_PROBLEM TO WORK ON_
First find the line containing "efficient-frontier sampling, rebalancing." in the data, then set it down exactly along with every line after it, through the last.

(Saved entries)
•••
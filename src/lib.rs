//! # portfolio-risk
//!
//! $$
//! \text{VaR}_c,\ \text{ES}_c,\ \arg\max_{\mathbf w}\ \frac{\mathbf w^\top\mu-r_f}{\sqrt{\mathbf w^\top\Sigma\mathbf w}}
//! $$
//!
//! Tail risk and mean-variance analytics over historical return series.
//!
//! - [`stats`]: sample moments, correlation and the standard normal.
//! - [`quant::series`]: dated return series, look-back windows and alignment.
//! - [`quant::risk`]: historical, parametric and Monte Carlo VaR with expected shortfall,
//!   plus Sharpe, Sortino, drawdown and beta.
//! - [`quant::portfolio`]: maximum-Sharpe search, efficient-frontier sampling, rebalancing.
//! - [`api`]: JSON request/response contracts and the handlers serving them.
//!
//! Every computation is a pure function of its inputs. Randomized routines take an explicit
//! seed and produce the same output for it regardless of the rayon thread count.

pub mod api;
pub mod config;
pub mod error;
pub mod quant;
pub mod stats;

pub use config::EngineConfig;
pub use error::Result;
pub use error::RiskError;
pub use quant::risk::dual::DualAssetVaR;
pub use quant::risk::dual::VaRResult;
pub use quant::risk::var::VaRInput;
pub use quant::risk::var::VaRMethod;
pub use quant::series::ReturnSeries;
•••
_EXPECTED ANSWER_
//! - [`quant::portfolio`]: maximum-Sharpe search, efficient-frontier sampling, rebalancing.
//! - [`api`]: JSON request/response contracts and the handlers serving them.
//!
//! Every computation is a pure function of its inputs. Randomized routines take an explicit
//! seed and produce the same output for it regardless of the rayon thread count.

pub mod api;
pub mod config;
pub mod error;
pub mod quant;
pub mod stats;

pub use config::EngineConfig;
pub use error::Result;
pub use error::RiskError;
pub use quant::risk::dual::DualAssetVaR;
pub use quant::risk::dual::VaRResult;
pub use quant::risk::var::VaRInput;
pub use quant::risk::var::VaRMethod;
pub use quant::series::ReturnSeries;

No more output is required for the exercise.